John May was a very determined man. He was the son of a laborer in Bidwell and for two or three years had been employed about the stable of a doctor, something had happened between him and the doctor's wife and he had left the place because he had a notion that the doctor was becoming suspicious. The experience had taught him the value of boldness in dealing with women. Ever since he had come to work on the Butterworth farm, he had been having thoughts regarding the girl who had now, he imagined, given him direct challenge. He was a little amazed by her boldness but did not stop to ask himself questions, she had openly invited him to pursue her. That was enough. His accustomed awkwardness and clumsiness went away and he leaped lightly over the extended tongues of wagons and buggies. He caught Clara in dark corner of the shed.
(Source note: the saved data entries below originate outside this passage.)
use axum::extract::{Path, State};
use axum::http::StatusCode;
use axum::Json;
use serde::{Deserialize, Serialize};
use tracing::info;

use models::entity;

use crate::errors::ApiError;
use crate::routes::ServerState;

/// Write payload for create/update/patch. Any identifier in the body is
/// ignored; the path parameter is authoritative.
#[derive(Debug, Deserialize, Serialize)]
pub struct EntityInput {
    #[serde(default)]
    pub field: Option<String>,
}

#[utoipa::path(
    get, path = "/entities", tag = "entities",
    responses(
        (status = 200, description = "List OK"),
        (status = 500, description = "Storage Error")
    )
)]
pub async fn list(State(state): State<ServerState>) -> Result<Json<Vec<entity::Model>>, ApiError> {
    let rows = state.entities.find_all().await?;
    info!(count = rows.len(), "list entities");
    Ok(Json(rows))
}

#[utoipa::path(
    get, path = "/entities/{id}", tag = "entities",
    params(("id" = i64, Path, description = "Entity ID")),
    responses(
        (status = 200, description = "OK"),
        (status = 404, description = "Not Found"),
        (status = 500, description = "Storage Error")
    )
)]
pub async fn get(
    State(state): State<ServerState>,
    Path(id): Path<i64>,
) -> Result<Json<entity::Model>, ApiError> {
    match state.entities.find_by_id(id).await? {
        Some(m) => Ok(Json(m)),
        None => Err(ApiError::not_found("entity")),
    }
}

#[utoipa::path(
    post, path = "/entities", tag = "entities",
    request_body = crate::openapi::EntityInputDoc,
    responses(
        (status = 201, description = "Created"),
        (status = 500, description = "Storage Error")
    )
)]
pub async fn create(
    State(state): State<ServerState>,
    Json(input): Json<EntityInput>,
) -> Result<(StatusCode, Json<entity::Model>), ApiError> {
    let created = state.entities.create(input.field).await?;
    info!(id = created.id, "created entity");
    Ok((StatusCode::CREATED, Json(created)))
}

#[utoipa::path(
    put, path = "/entities/{id}", tag = "entities",
    params(("id" = i64, Path, description = "Entity ID")),
    request_body = crate::openapi::EntityInputDoc,
    responses(
        (status = 200, description = "Updated"),
        (status = 404, description = "Not Found"),
        (status = 500, description = "Storage Error")
    )
)]
pub async fn update(
    State(state): State<ServerState>,
    Path(id): Path<i64>,
    Json(input): Json<EntityInput>,
) -> Result<Json<entity::Model>, ApiError> {
    match state.entities.update(id, input.field).await? {
        Some(m) => {
            info!(id = m.id, "updated entity");
            Ok(Json(m))
        }
        None => Err(ApiError::not_found("entity")),
    }
}

#[utoipa::path(
    patch, path = "/entities/{id}", tag = "entities",
    params(("id" = i64, Path, description = "Entity ID")),
    request_body = crate::openapi::EntityInputDoc,
    responses(
        (status = 200, description = "Patched"),
        (status = 404, description = "Not Found"),
        (status = 500, description = "Storage Error")
    )
)]
pub async fn partial_update(
    State(state): State<ServerState>,
    Path(id): Path<i64>,
    Json(input): Json<EntityInput>,
) -> Result<Json<entity::Model>, ApiError> {
    match state.entities.partial_update(id, input.field).await? {
        Some(m) => {
            info!(id = m.id, "patched entity");
            Ok(Json(m))
        }
        None => Err(ApiError::not_found("entity")),
    }
}

#[utoipa::path(
    delete, path = "/entities/{id}", tag = "entities",
    params(("id" = i64, Path, description = "Entity ID")),
    responses(
        (status = 204, description = "Deleted"),
        (status = 404, description = "Not Found"),
        (status = 500, description = "Storage Error")
    )
)]
pub async fn delete(
    State(state): State<ServerState>,
    Path(id): Path<i64>,
) -> Result<StatusCode, ApiError> {
    if state.entities.delete_by_id(id).await? {
        info!(id, "deleted entity");
        Ok(StatusCode::NO_CONTENT)
    } else {
        Err(ApiError::not_found("entity"))
    }
}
Without a word he took her tightly into his arms and kissed her, first upon the neck and then on the mouth. She lay trembling and weak in his arms and he took hold of the collar of her dress and tore it open. Her brown neck and one of her hard, round breasts were exposed. Clara's eyes grew big with fright. Strength came back into her body. With her sharp hard little fist she struck John May in the face; and when he stepped back she ran quickly out of the shed. John May did not understand. He thought she had sought him out once and would return. "She's a little green. I was too fast. I scared her. Next time I'll go a little easy," he thought.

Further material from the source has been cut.